**WORK INSTRUCTIONS**:
Scan the material and copy out each line where the word "NoArtifactProduced" occurs.
*** Begin section ***
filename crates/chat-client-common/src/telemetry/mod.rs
//! Telemetry setup

mod tracing_setup;

pub use tracing_setup::{
    init_tracing, init_tracing_with_config, try_init_tracing, try_init_tracing_with_config,
    TracingConfig, TracingError,
};
//! Gateway close codes
//!
//! Classifies WebSocket close codes into recoverable and fatal: fatal
//! codes stop the shard without retry, everything else feeds the
//! reconnect policy.

use serde::{Deserialize, Serialize};

/// Gateway WebSocket close codes
#[derive(Debug, Clone, Copy, PartialEq, Eq, Hash, Serialize, Deserialize)]
#[repr(u16)]
pub enum CloseCode {
    /// Unknown error occurred
    UnknownError = 4000,
    /// Invalid opcode sent
    UnknownOpcode = 4001,
    /// Invalid payload encoding (JSON decode error)
    DecodeError = 4002,
    /// Sent payload before Identify
    NotAuthenticated = 4003,
    /// Invalid token provided
    AuthenticationFailed = 4004,
    /// Sent Identify twice
    AlreadyAuthenticated = 4005,
    /// Invalid sequence number for Resume
    InvalidSequence = 4007,
    /// Too many requests (rate limited)
    RateLimited = 4008,
    /// Session has timed out
    SessionTimeout = 4009,
    /// Invalid shard configuration
    InvalidShard = 4010,
    /// Sharding is required
    ShardingRequired = 4011,
    /// Invalid/outdated API version
    InvalidApiVersion = 4012,
    /// Invalid intents bitmask
    InvalidIntents = 4013,
    /// Intents not allowed for this token
    DisallowedIntents = 4014,
}

impl CloseCode {
    /// Create a `CloseCode` from a raw u16 value
    #[must_use]
    pub fn from_u16(value: u16) -> Option<Self> {
        match value {
            4000 => Some(Self::UnknownError),
            4001 => Some(Self::UnknownOpcode),
            4002 => Some(Self::DecodeError),
            4003 => Some(Self::NotAuthenticated),
            4004 => Some(Self::AuthenticationFailed),
            4005 => Some(Self::AlreadyAuthenticated),
            4007 => Some(Self::InvalidSequence),
            4008 => Some(Self::RateLimited),
            4009 => Some(Self::SessionTimeout),
            4010 => Some(Self::InvalidShard),
            4011 => Some(Self::ShardingRequired),
            4012 => Some(Self::InvalidApiVersion),
            4013 => Some(Self::InvalidIntents),
            4014 => Some(Self::DisallowedIntents),
            _ => None,
        }
    }

    /// Get the raw u16 value
    #[must_use]
    pub const fn as_u16(self) -> u16 {
        self as u16
    }

    /// Check if the session should attempt to reconnect after this code
    #[must_use]
    pub const fn should_reconnect(self) -> bool {
        !self.is_fatal()
    }

    /// Check if this code stops the shard without retry
    ///
    /// Bad credentials, bad shard configuration, or disallowed intents
    /// will fail identically on every attempt.
    #[must_use]
    pub const fn is_fatal(self) -> bool {
        matches!(
            self,
            Self::AuthenticationFailed
                | Self::InvalidShard
                | Self::ShardingRequired
                | Self::InvalidApiVersion
                | Self::InvalidIntents
                | Self::DisallowedIntents
        )
    }

    /// Check if the dropped session may still be resumed
    #[must_use]
    pub const fn can_resume(self) -> bool {
        matches!(
            self,
            Self::UnknownError | Self::UnknownOpcode | Self::DecodeError | Self::RateLimited
        )
    }

    /// Get the description for this close code
    #[must_use]
    pub const fn description(self) -> &'static str {
        match self {
            Self::UnknownError => "Unknown error occurred",
            Self::UnknownOpcode => "Invalid opcode sent",
            Self::DecodeError => "Invalid payload encoding",
            Self::NotAuthenticated => "Not authenticated",
            Self::AuthenticationFailed => "Authentication failed",
            Self::AlreadyAuthenticated => "Already authenticated",
            Self::InvalidSequence => "Invalid sequence number",
            Self::RateLimited => "Rate limited",
            Self::SessionTimeout => "Session timeout",
            Self::InvalidShard => "Invalid shard configuration",
            Self::ShardingRequired => "Sharding required",
            Self::InvalidApiVersion => "Invalid API version",
            Self::InvalidIntents => "Invalid intents",
            Self::DisallowedIntents => "Disallowed intents",
        }
    }

    /// Get the name of this close code
    #[must_use]
    pub const fn name(self) -> &'static str {
        match self {
            Self::UnknownError => "UnknownError",
            Self::UnknownOpcode => "UnknownOpcode",
            Self::DecodeError => "DecodeError",
            Self::NotAuthenticated => "NotAuthenticated",
            Self::AuthenticationFailed => "AuthenticationFailed",
            Self::AlreadyAuthenticated => "AlreadyAuthenticated",
            Self::InvalidSequence => "InvalidSequence",
            Self::RateLimited => "RateLimited",
            Self::SessionTimeout => "SessionTimeout",
            Self::InvalidShard => "InvalidShard",
            Self::ShardingRequired => "ShardingRequired",
            Self::InvalidApiVersion => "InvalidApiVersion",
            Self::InvalidIntents => "InvalidIntents",
            Self::DisallowedIntents => "DisallowedIntents",
        }
    }
}

impl std::fmt::Display for CloseCode {
    fn fmt(&self, f: &mut std::fmt::Formatter<'_>) -> std::fmt::Result {
        write!(f, "{} ({}): {}", self.name(), self.as_u16(), self.description())
    }
}

impl From<CloseCode> for u16 {
    fn from(code: CloseCode) -> Self {
        code.as_u16()
    }
}
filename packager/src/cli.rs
//! CLI argument definitions for the OTA packager.
//!
//! This module defines the command-line interface using clap and merges the
//! parsed flags with file-based configuration, so the binary itself only
//! orchestrates.

use crate::builder::BuildConfig;
use crate::config::PackagerConfig;
use crate::pipeline::PackageRequest;
use camino::Utf8PathBuf;
use clap::Parser;
use log::LevelFilter;

/// Package compiled firmware into an OTA update archive.
#[derive(Parser, Debug, Clone)]
#[command(name = "ota-packager")]
#[command(version, about)]
#[command(long_about = concat!(
    "Package compiled firmware into an OTA update archive.\n\n",
    "The binary is renamed with a system_ prefix, paired with a .hash file ",
    "holding its integrity token, and zipped as OTA_<name>.zip in the ",
    "destination directory. Only the archive is left behind.\n\n",
    "Pass an existing binary, or use --sketch to compile an Arduino sketch ",
    "with arduino-cli first. Without either, the packager asks for what it ",
    "needs interactively.",
))]
#[command(after_help = concat!(
    "EXIT CODES:\n",
    "  1   generic failure\n",
    "  2   binary larger than 16 MiB\n",
    "  3   copying the binary failed\n",
    "  4   no sketch file found\n",
    "  5   build failed\n",
    "  6   build produced no binary\n",
    "  7   build timed out\n",
    "  8   unexpected build error\n",
    "  9   toolchain unavailable\n",
    "  10  sketch alias could not be created\n\n",
    "EXAMPLES:\n",
    "  Package an existing binary next to itself:\n",
    "    $ ota-packager -y build/blink.bin\n\n",
    "  Build a sketch for an ESP32 and package it into ./dist:\n",
    "    $ ota-packager --sketch ~/Arduino/remote -b esp32:esp32:esp32 -d dist\n\n",
    "  Show the board catalog:\n",
    "    $ ota-packager --list-boards",
))]
pub struct Cli {
    /// Compiled binary to package.
    #[arg(value_name = "BINARY", conflicts_with = "sketch")]
    pub binary: Option<Utf8PathBuf>,

    /// Directory the archive is written to [default: the binary's directory].
    #[arg(short, long, value_name = "DIR")]
    pub destination: Option<Utf8PathBuf>,

    /// Sketch file or sketch directory to build before packaging.
    #[arg(long, value_name = "PATH")]
    pub sketch: Option<Utf8PathBuf>,

    /// Board identifier or catalog name for the build.
    #[arg(short, long, value_name = "ID")]
    pub board: Option<String>,

    /// Override the build toolchain program.
    #[arg(long, value_name = "PROGRAM")]
    pub toolchain: Option<String>,

    /// Configuration file [default: ./ota-packager.toml, then the user config].
    #[arg(short, long, value_name = "FILE")]
    pub config: Option<Utf8PathBuf>,

    /// Print the board catalog and exit.
    #[arg(long)]
    pub list_boards: bool,

    /// Never prompt; missing inputs are errors.
    #[arg(short, long)]
    pub yes: bool,

    /// Increase log verbosity (repeatable: -v, -vv, -vvv).
    #[arg(
        short,
        long = "verbose",
        action = clap::ArgAction::Count,
        conflicts_with = "quiet"
    )]
    pub verbosity: u8,

    /// Only report errors and the archive location.
    #[arg(short, long, conflicts_with = "verbosity")]
    pub quiet: bool,
}

impl Default for Cli {
    /// Creates a `Cli` with no inputs and every flag off.
    ///
    /// # Examples
    ///
    /// ```
    /// use ota_packager::cli::Cli;
    ///
    /// let cli = Cli::default();
    /// assert!(cli.binary.is_none());
    /// assert!(!cli.yes);
    /// ```
    fn default() -> Self {
        Self {
            binary: None,
            destination: None,
            sketch: None,
            board: None,
            toolchain: None,
            config: None,
            list_boards: false,
            yes: false,
            verbosity: 0,
            quiet: false,
        }
    }
}

impl Cli {
    /// Log level implied by `-v` and `--quiet`.
    #[must_use]
    pub const fn log_level(&self) -> LevelFilter {
        if self.quiet {
            return LevelFilter::Error;
        }
        match self.verbosity {
            0 => LevelFilter::Warn,
            1 => LevelFilter::Info,
            2 => LevelFilter::Debug,
            _ => LevelFilter::Trace,
        }
    }

    /// Whether missing inputs may be asked for.
    ///
    /// Prompting is on unless `--yes` is given.
    #[must_use]
    pub const fn is_interactive(&self) -> bool {
        !self.yes
    }

    /// Merge these flags over `config` into a pipeline request.
    ///
    /// # Examples
    ///
    /// ```
    /// use ota_packager::cli::Cli;
    /// use ota_packager::config::PackagerConfig;
    ///
    /// let cli = Cli { board: Some("esp32:esp32:esp32".to_owned()), ..Cli::default() };
    /// let config = PackagerConfig {
    ///     board: Some("esp8266:esp8266:generic".to_owned()),
    ///     ..PackagerConfig::default()
    /// };
    /// let request = cli.package_request(&config);
    /// assert_eq!(request.board.as_deref(), Some("esp32:esp32:esp32"));
    /// ```
    #[must_use]
    pub fn package_request(&self, config: &PackagerConfig) -> PackageRequest {
        PackageRequest {
            binary: self.binary.clone(),
            sketch: self.sketch.clone(),
            board: self.board.clone().or_else(|| config.board.clone()),
            destination: self
                .destination
                .clone()
                .or_else(|| config.destination.clone()),
            interactive: self.is_interactive(),
        }
    }

    /// Build settings from `config` with the toolchain override applied.
    #[must_use]
    pub fn build_config(&self, config: &PackagerConfig) -> BuildConfig {
        let mut build = config.build_config();
        if let Some(toolchain) = &self.toolchain {
            build.toolchain.clone_from(toolchain);
        }
        build
    }
}

#[cfg(test)]
#[path = "cli_tests.rs"]
mod tests;
//! Sketch compilation through the external build toolchain.
//!
//! The builder probes the toolchain, gives the sketch its expected main-file
//! name for the duration of the build, runs the compile step under a time
//! limit, and then picks the produced binary out of the output directory.

use crate::error::{PackagerError, Result};
use crate::locator::{ARTIFACT_EXTENSION, BinaryArtifact, select_artifact, validate_binary};
use crate::runner::{CommandRunner, Invocation, RunOutcome, combined_output};
use crate::sketch::{Sketch, SketchAlias};
use crate::toolchain::{DEFAULT_TOOLCHAIN, PROBE_TIMEOUT, Toolchain};
use camino::{Utf8Path, Utf8PathBuf};
use log::{debug, info};
use std::fs;
use std::time::Duration;

/// Default time allowed for a compile.
pub const BUILD_TIMEOUT: Duration = Duration::from_secs(300);

/// Default output directory name, relative to the sketch directory.
pub const DEFAULT_BUILD_DIR: &str = "build";

/// Configuration for the build process.
#[derive(Debug, Clone, PartialEq, Eq)]
pub struct BuildConfig {
    /// Toolchain program name or path.
    pub toolchain: String,
    /// Output directory, relative to the sketch directory unless absolute.
    pub build_dir: Utf8PathBuf,
    /// Time allowed for the toolchain version query.
    pub probe_timeout: Duration,
    /// Time allowed for the compile.
    pub build_timeout: Duration,
}

impl Default for BuildConfig {
    fn default() -> Self {
        Self {
            toolchain: DEFAULT_TOOLCHAIN.to_owned(),
            build_dir: Utf8PathBuf::from(DEFAULT_BUILD_DIR),
            probe_timeout: PROBE_TIMEOUT,
            build_timeout: BUILD_TIMEOUT,
        }
    }
}

/// Result of a successful build.
#[derive(Debug, Clone)]
pub struct BuildResult {
    /// The binary chosen for packaging.
    pub artifact: BinaryArtifact,
    /// Every binary found in the output directory, in scan order.
    pub candidates: Vec<Utf8PathBuf>,
    /// Directory the toolchain wrote to.
    pub output_dir: Utf8PathBuf,
}

/// Builder for compiling sketches.
pub struct Builder<'a> {
    config: BuildConfig,
    runner: &'a dyn CommandRunner,
}

impl<'a> Builder<'a> {
    /// Create a new builder with the given configuration and runner.
    #[must_use]
    pub fn new(config: BuildConfig, runner: &'a dyn CommandRunner) -> Self {
        Self { config, runner }
    }

    /// Directory the toolchain writes artifacts for `sketch` into.
    #[must_use]
    pub fn output_dir(&self, sketch: &Sketch) -> Utf8PathBuf {
        sketch.directory().join(&self.config.build_dir)
    }

    /// Compile `sketch` for `board` and return the chosen binary.
    ///
    /// The toolchain runs inside the sketch directory and is handed
    /// absolute paths, so relative sketch paths resolve against the
    /// caller's working directory. Any sketch alias created for the build
    /// is removed before this returns, whatever the outcome.
    ///
    /// # Errors
    ///
    /// Returns [`PackagerError::ToolchainUnavailable`],
    /// [`PackagerError::AliasLinkFailed`], [`PackagerError::BuildTimeout`],
    /// [`PackagerError::BuildUnexpected`], [`PackagerError::BuildFailed`],
    /// [`PackagerError::NoArtifactProduced`], or a binary validation error,
    /// according to the step that failed.
    pub fn build(&self, sketch: &Sketch, board: &str) -> Result<BuildResult> {
        let toolchain = Toolchain::probe(
            self.runner,
            &self.config.toolchain,
            self.config.probe_timeout,
        )?;

        let sketch = &sketch.absolute()?;
        let output_dir = self.output_dir(sketch);
        let _alias = SketchAlias::acquire(sketch)?;
        fs::create_dir_all(&output_dir)?;

        info!("compiling {} for {board}", sketch.path());
        self.compile(&toolchain, sketch, board, &output_dir)?;

        let candidates = find_artifacts(&output_dir)?;
        debug!("build artifacts: {candidates:?}");
        let chosen = select_artifact(&candidates, sketch.name(), &sketch.directory_name())
            .ok_or_else(|| PackagerError::NoArtifactProduced {
                output_dir: output_dir.clone(),
            })?;
        let artifact = validate_binary(chosen)?;
        info!("selected {}", artifact.path());

        Ok(BuildResult {
            artifact,
            candidates,
            output_dir,
        })
    }

    fn compile(
        &self,
        toolchain: &Toolchain,
        sketch: &Sketch,
        board: &str,
        output_dir: &Utf8Path,
    ) -> Result<()> {
        let invocation = Invocation::new(
            toolchain.program(),
            [
                "compile",
                "--fqbn",
                board,
                "--output-dir",
                output_dir.as_str(),
                sketch.directory().as_str(),
            ],
            self.config.build_timeout,
        )
        .current_dir(sketch.directory());

        let output = match self.runner.run(&invocation) {
            Ok(RunOutcome::Completed(output)) => output,
            Ok(RunOutcome::TimedOut) => {
                return Err(PackagerError::BuildTimeout {
                    seconds: self.config.build_timeout.as_secs(),
                });
            }
            Err(err) => {
                return Err(PackagerError::BuildUnexpected {
                    reason: format!("failed to run {}: {err}", toolchain.program()),
                });
            }
        };

        if output.status.success() {
            Ok(())
        } else {
            Err(PackagerError::BuildFailed {
                board: board.to_owned(),
                output: combined_output(&output),
            })
        }
    }
}

/// Find binary artifacts under `dir`.
///
/// Files directly inside `dir` are preferred; only when there are none is
/// the whole subtree searched. Results are sorted by path.
///
/// # Errors
///
/// Returns an I/O error if a directory cannot be read.
pub fn find_artifacts(dir: &Utf8Path) -> Result<Vec<Utf8PathBuf>> {
    let mut found = Vec::new();
    collect_artifacts(dir, false, &mut found)?;
    if found.is_empty() {
        collect_artifacts(dir, true, &mut found)?;
    }
    found.sort();
    Ok(found)
}

fn collect_artifacts(dir: &Utf8Path, recurse: bool, found: &mut Vec<Utf8PathBuf>) -> Result<()> {
    for entry in dir.read_dir_utf8()? {
        let entry = entry?;
        let path = entry.path();
        let file_type = entry.file_type()?;

        if file_type.is_dir() {
            if recurse {
                collect_artifacts(path, true, found)?;
            }
        } else if file_type.is_file() && path.extension() == Some(ARTIFACT_EXTENSION) {
            found.push(path.to_owned());
        }
    }
    Ok(())
}

#[cfg(test)]
#[path = "builder_tests.rs"]
mod tests;
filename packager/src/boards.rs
//! Static catalog of supported boards.
//!
//! Boards are grouped by platform family; each entry pairs the name shown in
//! menus with the fully qualified board identifier the build toolchain
//! expects. Any other identifier can still be entered by hand.

/// A single board variant.
#[derive(Debug, Clone, Copy, PartialEq, Eq)]
pub struct Board {
    /// Human-readable name shown in menus.
    pub name: &'static str,
    /// Platform-qualified identifier passed to the toolchain.
    pub id: &'static str,
}

/// A platform family and its boards, in menu order.
#[derive(Debug, Clone, Copy, PartialEq, Eq)]
pub struct BoardFamily {
    /// Family name, e.g. `ESP8266`.
    pub name: &'static str,
    /// Boards belonging to the family.
    pub boards: &'static [Board],
}

const fn board(name: &'static str, id: &'static str) -> Board {
    Board { name, id }
}

/// ESP8266 boards.
pub const ESP8266_BOARDS: &[Board] = &[
    board("NodeMCU 1.0 (ESP-12E Module)", "esp8266:esp8266:nodemcuv2"),
    board("NodeMCU 0.9 (ESP-12 Module)", "esp8266:esp8266:nodemcu"),
    board("LOLIN(WEMOS) D1 R2 & mini", "esp8266:esp8266:d1_mini"),
    board("LOLIN(WEMOS) D1 mini Pro", "esp8266:esp8266:d1_mini_pro"),
    board("Generic ESP8266 Module", "esp8266:esp8266:generic"),
    board("Generic ESP8285 Module", "esp8266:esp8266:esp8285"),
    board("Adafruit Feather HUZZAH ESP8266", "esp8266:esp8266:huzzah"),
    board("SparkFun ESP8266 Thing", "esp8266:esp8266:thing"),
];

/// ESP32 boards.
pub const ESP32_BOARDS: &[Board] = &[
    board("ESP32 Dev Module", "esp32:esp32:esp32"),
    board("ESP32-S2 Dev Module", "esp32:esp32:esp32s2"),
    board("ESP32-S3 Dev Module", "esp32:esp32:esp32s3"),
    board("ESP32-C3 Dev Module", "esp32:esp32:esp32c3"),
    board("ESP32 Wrover Module", "esp32:esp32:esp32wrover"),
    board("WEMOS D1 MINI ESP32", "esp32:esp32:d1_mini32"),
    board("NodeMCU-32S", "esp32:esp32:nodemcu-32s"),
    board("Adafruit ESP32 Feather", "esp32:esp32:featheresp32"),
];

/// All families in menu order.
pub const BOARD_CATALOG: &[BoardFamily] = &[
    BoardFamily {
        name: "ESP8266",
        boards: ESP8266_BOARDS,
    },
    BoardFamily {
        name: "ESP32",
        boards: ESP32_BOARDS,
    },
];

/// Iterate over every board in menu order, paired with its family name.
pub fn all_boards() -> impl Iterator<Item = (&'static str, &'static Board)> {
    BOARD_CATALOG
        .iter()
        .flat_map(|family| family.boards.iter().map(move |b| (family.name, b)))
}

/// Look a board up by identifier or by display name (case-insensitive).
#[must_use]
pub fn find_board(query: &str) -> Option<&'static Board> {
    let query = query.trim();
    all_boards()
        .map(|(_, b)| b)
        .find(|b| b.id == query || b.name.eq_ignore_ascii_case(query))
}

/// Check that a free-form board identifier is plausible.
///
/// The toolchain performs the real validation; here we only reject values
/// that could never be an identifier.
#[must_use]
pub fn is_plausible_board_id(id: &str) -> bool {
    !id.is_empty() && !id.chars().any(char::is_whitespace)
}

/// Render the catalog as indented text, one board per line.
#[must_use]
pub fn catalog_listing() -> String {
    let mut text = String::new();
    for family in BOARD_CATALOG {
        text.push_str(family.name);
        text.push_str(":\n");
        for b in family.boards {
            text.push_str(&format!("  {:<34} {}\n", b.name, b.id));
        }
    }
    text
}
*** End section ***
**COMPLETED EXERCISE**:
    /// [`PackagerError::NoArtifactProduced`], or a binary validation error,
            .ok_or_else(|| PackagerError::NoArtifactProduced {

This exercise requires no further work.